City council voted unanimously Monday not to use online voting in next year’s municipal election. Council heard from the community in presentations and correspondence on the issue. Urs Hengartner, associate professor of computer science at the University of Waterloo, studies secure voting systems. In a letter to council, he expressed concern about the security of an online voting system. “Internet voting introduces even more risks, such as computer viruses, denial-of-service attacks, or vote buying or selling,” he said. “On the other hand, the claimed advantage of internet voting, higher voter turnout, still needs to be proven in practice, and results so far have been mixed.”
Others spoke their support. “Waterloo Region Barnraisers’ Council support electronic voting for a variety of reasons related to technology, social issues, and election administration,” the group said in a letter. “We would like to see municipalities within Waterloo Region take a leadership position in the introduction of these important evolutionary electoral processes.”

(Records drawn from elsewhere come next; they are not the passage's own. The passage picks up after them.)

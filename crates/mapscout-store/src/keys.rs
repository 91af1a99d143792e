//! Key encoding utilities for `RocksDB`.
//!
//! Index keys place the event timestamp in big-endian milliseconds so the
//! bytewise comparator orders an account's events chronologically and a
//! window count becomes a single forward range scan.

use chrono::{DateTime, Utc};
use mapscout_core::{AccountId, EventId, EventKind};

/// Byte length of an index key:
/// `account_id (16) || kind (1) || millis (8) || event_id (16)`.
pub const INDEX_KEY_LEN: usize = 41;

/// Event timestamp as non-negative milliseconds since the epoch.
///
/// Pre-epoch timestamps clamp to zero; the meter never records them.
#[must_use]
pub fn event_millis(at: DateTime<Utc>) -> u64 {
    u64::try_from(at.timestamp_millis()).unwrap_or(0)
}

/// Create a primary event key from an event id.
#[must_use]
pub fn event_key(event_id: &EventId) -> Vec<u8> {
    event_id.to_bytes().to_vec()
}

/// Create an account-event index key.
///
/// Format: `account_id (16) || kind tag (1) || occurred_at millis BE (8) ||
/// event_id (16)`.
#[must_use]
pub fn account_event_key(
    account_id: &AccountId,
    kind: EventKind,
    occurred_at: DateTime<Utc>,
    event_id: &EventId,
) -> Vec<u8> {
    let mut key = Vec::with_capacity(INDEX_KEY_LEN);
    key.extend_from_slice(account_id.as_bytes());
    key.push(kind.tag());
    key.extend_from_slice(&event_millis(occurred_at).to_be_bytes());
    key.extend_from_slice(&event_id.to_bytes());
    key
}

/// Prefix covering every index row for an account and kind.
#[must_use]
pub fn account_kind_prefix(account_id: &AccountId, kind: EventKind) -> Vec<u8> {
    let mut key = Vec::with_capacity(17);
    key.extend_from_slice(account_id.as_bytes());
    key.push(kind.tag());
    key
}

/// Prefix covering every index row for an account, any kind. Used by the
/// administrative purge.
#[must_use]
pub fn account_prefix(account_id: &AccountId) -> Vec<u8> {
    account_id.as_bytes().to_vec()
}

/// Smallest index key for events with `occurred_at >= since`.
///
/// Omitting the event-id suffix makes this key sort before every full key
/// sharing the same timestamp, so scans starting here include events at
/// exactly `since` (inclusive lower bound).
#[must_use]
pub fn since_lower_bound(
    account_id: &AccountId,
    kind: EventKind,
    since: DateTime<Utc>,
) -> Vec<u8> {
    let mut key = account_kind_prefix(account_id, kind);
    key.extend_from_slice(&event_millis(since).to_be_bytes());
    key
}

/// Extract the event id from an index key.
///
/// # Panics
///
/// Panics if the key is shorter than [`INDEX_KEY_LEN`].
#[must_use]
pub fn extract_event_id_from_index_key(key: &[u8]) -> EventId {
    let mut bytes = [0u8; 16];
    bytes.copy_from_slice(&key[INDEX_KEY_LEN - 16..INDEX_KEY_LEN]);
    EventId::from_bytes(bytes)
}

#[cfg(test)]
mod tests {
    use super::*;
    use chrono::TimeZone;

    #[test]
    fn index_key_format() {
        let account_id = AccountId::generate();
        let event_id = EventId::generate();
        let at = Utc.with_ymd_and_hms(2024, 3, 11, 0, 0, 0).unwrap();

        let key = account_event_key(&account_id, EventKind::Search, at, &event_id);

        assert_eq!(key.len(), INDEX_KEY_LEN);
        assert_eq!(&key[..16], account_id.as_bytes());
        assert_eq!(key[16], EventKind::Search.tag());
        assert_eq!(&key[17..25], &event_millis(at).to_be_bytes());
        assert_eq!(&key[25..], &event_id.to_bytes());
    }

    #[test]
    fn lower_bound_sorts_before_full_keys_at_same_instant() {
        let account_id = AccountId::generate();
        let event_id = EventId::generate();
        let at = Utc.with_ymd_and_hms(2024, 3, 11, 0, 0, 0).unwrap();

        let bound = since_lower_bound(&account_id, EventKind::Search, at);
        let full = account_event_key(&account_id, EventKind::Search, at, &event_id);

        assert!(bound.as_slice() < full.as_slice());
    }

    #[test]
    fn keys_order_by_timestamp() {
        let account_id = AccountId::generate();
        let event_id = EventId::generate();
        let earlier = Utc.with_ymd_and_hms(2024, 3, 11, 0, 0, 0).unwrap();
        let later = Utc.with_ymd_and_hms(2024, 3, 11, 0, 0, 1).unwrap();

        let a = account_event_key(&account_id, EventKind::Search, earlier, &event_id);
        let b = account_event_key(&account_id, EventKind::Search, later, &event_id);

        assert!(a < b);
    }

    #[test]
    fn extract_event_id_roundtrip() {
        let account_id = AccountId::generate();
        let event_id = EventId::generate();
        let key = account_event_key(&account_id, EventKind::Search, Utc::now(), &event_id);

        assert_eq!(extract_event_id_from_index_key(&key), event_id);
    }

    #[test]
    fn pre_epoch_timestamps_clamp_to_zero() {
        let before_epoch = Utc.with_ymd_and_hms(1969, 12, 31, 23, 59, 59).unwrap();
        assert_eq!(event_millis(before_epoch), 0);
    }
}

According to a staff report, research from Burlington, Markham, Peterborough and Stratford shows no link between online voting and turnout. In Burlington, about two per cent of eligible voters used the internet. Between 4.5 and 6.5 per cent voted online in Markham between 2003 and 2010.
Voter turnout varied. In Peterborough, between 6.6 and 7.2 per cent voted online in the 2006 and 2010 elections. The majority of online voters were between the ages of 45 and 65, and staff said there was little change in student turnout.